• [TASK TO CARRY OUT] Each line below that contains the word "rendered" must be copied.

== Segment start ==

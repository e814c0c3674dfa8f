//! Screen-relative scaling of numeric style values.
//!
//! Designs are authored against a 375x812 reference screen. Width-like
//! properties scale with the screen width, height-like properties with the
//! screen height, and "aspect" properties (radii, gaps, line heights) with a
//! clamped blend of both. `fontSize` follows the user's font scale.

use ahash::AHashSet;
use stylekit_core::{DeviceInfo, DeviceTraits, ScreenDimensions};

use crate::tree::{StyleTree, StyleValue};

/// Reference geometry and clamp bounds.
#[derive(Debug, Clone, Copy, PartialEq, serde::Serialize, serde::Deserialize)]
#[serde(default, rename_all = "camelCase")]
pub struct ScaleConfig {
    pub reference_width: f64,
    pub reference_height: f64,
    /// Height/width ratio of the reference screen.
    pub reference_aspect: f64,
    pub min_aspect_scale: f64,
    pub max_aspect_scale: f64,
}

impl Default for ScaleConfig {
    fn default() -> Self {
        Self {
            reference_width: 375.0,
            reference_height: 812.0,
            reference_aspect: 2.164,
            min_aspect_scale: 0.85,
            max_aspect_scale: 1.15,
        }
    }
}

/// How a style key is scaled.
#[derive(Debug, Clone, Copy, PartialEq, Eq, Hash)]
pub enum ScaleAxis {
    Width,
    Height,
    Aspect,
    Font,
}

const WIDTH_KEYS: &[&str] = &[
    "width",
    "minWidth",
    "maxWidth",
    "left",
    "right",
    "start",
    "end",
    "marginHorizontal",
    "marginLeft",
    "marginRight",
    "marginStart",
    "marginEnd",
    "paddingHorizontal",
    "paddingLeft",
    "paddingRight",
    "paddingStart",
    "paddingEnd",
    "columnGap",
];

const HEIGHT_KEYS: &[&str] = &[
    "height",
    "minHeight",
    "maxHeight",
    "top",
    "bottom",
    "marginVertical",
    "marginTop",
    "marginBottom",
    "paddingVertical",
    "paddingTop",
    "paddingBottom",
    "rowGap",
];

const ASPECT_KEYS: &[&str] = &[
    "margin",
    "padding",
    "gap",
    "borderRadius",
    "borderTopLeftRadius",
    "borderTopRightRadius",
    "borderBottomLeftRadius",
    "borderBottomRightRadius",
    "borderWidth",
    "lineHeight",
    "letterSpacing",
    "shadowRadius",
    "textShadowRadius",
];

const BLACKLIST_KEYS: &[&str] = &[
    "flex",
    "flexGrow",
    "flexShrink",
    "flexBasis",
    "opacity",
    "zIndex",
    "aspectRatio",
    "elevation",
    "shadowOpacity",
    "fontWeight",
];

fn key_set(keys: &[&str]) -> AHashSet<String> {
    keys.iter().map(|k| (*k).to_owned()).collect()
}

/// Key classification table. Starts from the built-in sets; callers may add
/// keys.
#[derive(Debug, Clone, PartialEq, Eq)]
pub struct ScaleProperties {
    width: AHashSet<String>,
    height: AHashSet<String>,
    aspect: AHashSet<String>,
    blacklist: AHashSet<String>,
}

impl Default for ScaleProperties {
    fn default() -> Self {
        Self {
            width: key_set(WIDTH_KEYS),
            height: key_set(HEIGHT_KEYS),
            aspect: key_set(ASPECT_KEYS),
            blacklist: key_set(BLACKLIST_KEYS),
        }
    }
}

impl ScaleProperties {
    /// A table with no keys at all.
    #[must_use]
    pub fn empty() -> Self {
        Self {
            width: AHashSet::new(),
            height: AHashSet::new(),
            aspect: AHashSet::new(),
            blacklist: AHashSet::new(),
        }
    }

    /// Classify `key` along `axis`. `Font` only applies to `fontSize` and is
    /// ignored here.
    #[must_use]
    pub fn with_key(mut self, axis: ScaleAxis, key: impl Into<String>) -> Self {
        let key = key.into();
        match axis {
            ScaleAxis::Width => self.width.insert(key),
            ScaleAxis::Height => self.height.insert(key),
            ScaleAxis::Aspect => self.aspect.insert(key),
            ScaleAxis::Font => false,
        };
        self
    }

    /// Never scale `key`.
    #[must_use]
    pub fn with_blacklisted(mut self, key: impl Into<String>) -> Self {
        self.blacklist.insert(key.into());
        self
    }

    pub fn is_blacklisted(&self, key: &str) -> bool {
        self.blacklist.contains(key)
    }

    /// Axis for `key`, or `None` when it is not scaled.
    ///
    /// The blacklist wins; then width, height, aspect, and finally `fontSize`.
    #[must_use]
    pub fn classify(&self, key: &str) -> Option<ScaleAxis> {
        if self.blacklist.contains(key) {
            None
        } else if self.width.contains(key) {
            Some(ScaleAxis::Width)
        } else if self.height.contains(key) {
            Some(ScaleAxis::Height)
        } else if self.aspect.contains(key) {
            Some(ScaleAxis::Aspect)
        } else if key == "fontSize" {
            Some(ScaleAxis::Font)
        } else {
            None
        }
    }
}

/// The device's live font scale, or the system one when it cannot report it.
pub fn live_font_scale<D>(device: &D) -> f64
where
    D: DeviceInfo + ?Sized,
{
    device
        .font_scale()
        .unwrap_or_else(|| device.system_font_scale())
}

/// Scales values for one screen.
#[derive(Debug, Clone)]
pub struct Scaler<'p> {
    screen: ScreenDimensions,
    font_scale: f64,
    config: ScaleConfig,
    properties: &'p ScaleProperties,
}

impl<'p> Scaler<'p> {
    pub fn new(screen: ScreenDimensions, font_scale: f64, properties: &'p ScaleProperties) -> Self {
        Self {
            screen,
            font_scale,
            config: ScaleConfig::default(),
            properties,
        }
    }

    /// Read the screen and font scale from a device. A missing live font
    /// scale falls back to the system-reported one.
    pub fn from_device<D>(device: &D, properties: &'p ScaleProperties) -> Self
    where
        D: DeviceInfo + ?Sized,
    {
        Self::from_traits(&device.device_traits(), live_font_scale(device), properties)
    }

    /// Screen geometry from an already-taken snapshot.
    pub fn from_traits(
        traits: &DeviceTraits,
        font_scale: f64,
        properties: &'p ScaleProperties,
    ) -> Self {
        Self::new(traits.screen_dimensions, font_scale, properties)
    }

    #[must_use]
    pub fn with_config(mut self, config: ScaleConfig) -> Self {
        self.config = config;
        self
    }

    pub fn font_scale(&self) -> f64 {
        self.font_scale
    }

    /// Scale by screen width, or by `width` when given.
    #[must_use]
    pub fn horizontal(&self, size: f64, width: Option<f64>) -> f64 {
        width.unwrap_or(self.screen.width) / self.config.reference_width * size
    }

    /// Scale by screen height, or by `height` when given.
    #[must_use]
    pub fn vertical(&self, size: f64, height: Option<f64>) -> f64 {
        height.unwrap_or(self.screen.height) / self.config.reference_height * size
    }

    /// Scale by the clamped blend of width scale and aspect ratio.
    #[must_use]
    pub fn aspect(&self, size: f64) -> f64 {
        let ScreenDimensions { width, height } = self.screen;
        let width_scale = width / self.config.reference_width;
        let ratio_scale = (height / width) / self.config.reference_aspect;
        let blended = 0.5 * width_scale + 0.5 * ratio_scale;
        // NaN from a zero-width screen falls through clamp unchanged.
        let factor = if blended.is_nan() {
            1.0
        } else {
            blended.clamp(self.config.min_aspect_scale, self.config.max_aspect_scale)
        };
        size * factor
    }

    /// Scale one numeric value. Values `<= 1` and unclassified keys pass
    /// through.
    #[must_use]
    pub fn scale_value(&self, key: &str, value: f64) -> f64 {
        if value <= 1.0 {
            return value;
        }
        match self.properties.classify(key) {
            Some(ScaleAxis::Width) => self.horizontal(value, None),
            Some(ScaleAxis::Height) => self.vertical(value, None),
            Some(ScaleAxis::Aspect) => self.aspect(value),
            Some(ScaleAxis::Font) => value * self.font_scale,
            None => value,
        }
    }

    /// Return a scaled copy of `tree`. Text is untouched; subtrees recurse.
    #[must_use]
    pub fn scale_style(&self, tree: &StyleTree) -> StyleTree {
        tree.map_entries(|key, value| match value {
            StyleValue::Number(n) => StyleValue::Number(self.scale_value(key, *n)),
            StyleValue::Tree(sub) => StyleValue::Tree(self.scale_style(sub)),
            StyleValue::Text(_) => value.clone(),
        })
    }
}
#![no_main]

use libfuzzer_sys::fuzz_target;
use stylekit_core::CssColorResolver;
use stylekit_style::{contrast_ratio, gray_level, parse_color};

fuzz_target!(|data: &[u8]| {
    let Ok(text) = std::str::from_utf8(data) else {
        return;
    };
    if text.len() > 256 {
        return;
    }

    // parse_color must never panic.
    let Some(info) = parse_color(text, &CssColorResolver) else {
        return;
    };

    assert!(info.alpha() >= 0.0, "negative alpha from {text:?}");

    // Display output must parse back to the same channels.
    let rendered = info.to_string();
    let reparsed = parse_color(&rendered, &CssColorResolver).expect("rendered color parses");
    assert_eq!((reparsed.r, reparsed.g, reparsed.b), (info.r, info.g, info.b));

    let gray = gray_level(&info);
    assert!(gray >= info.r.min(info.g).min(info.b));
    let ratio = contrast_ratio(&info, &reparsed);
    assert!((ratio - 1.0).abs() < 1e-9, "self contrast must be 1, got {ratio}");
});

== Segment end ==

• [EXPECTED ANSWER]
    let rendered = info.to_string();
    let reparsed = parse_color(&rendered, &CssColorResolver).expect("rendered color parses");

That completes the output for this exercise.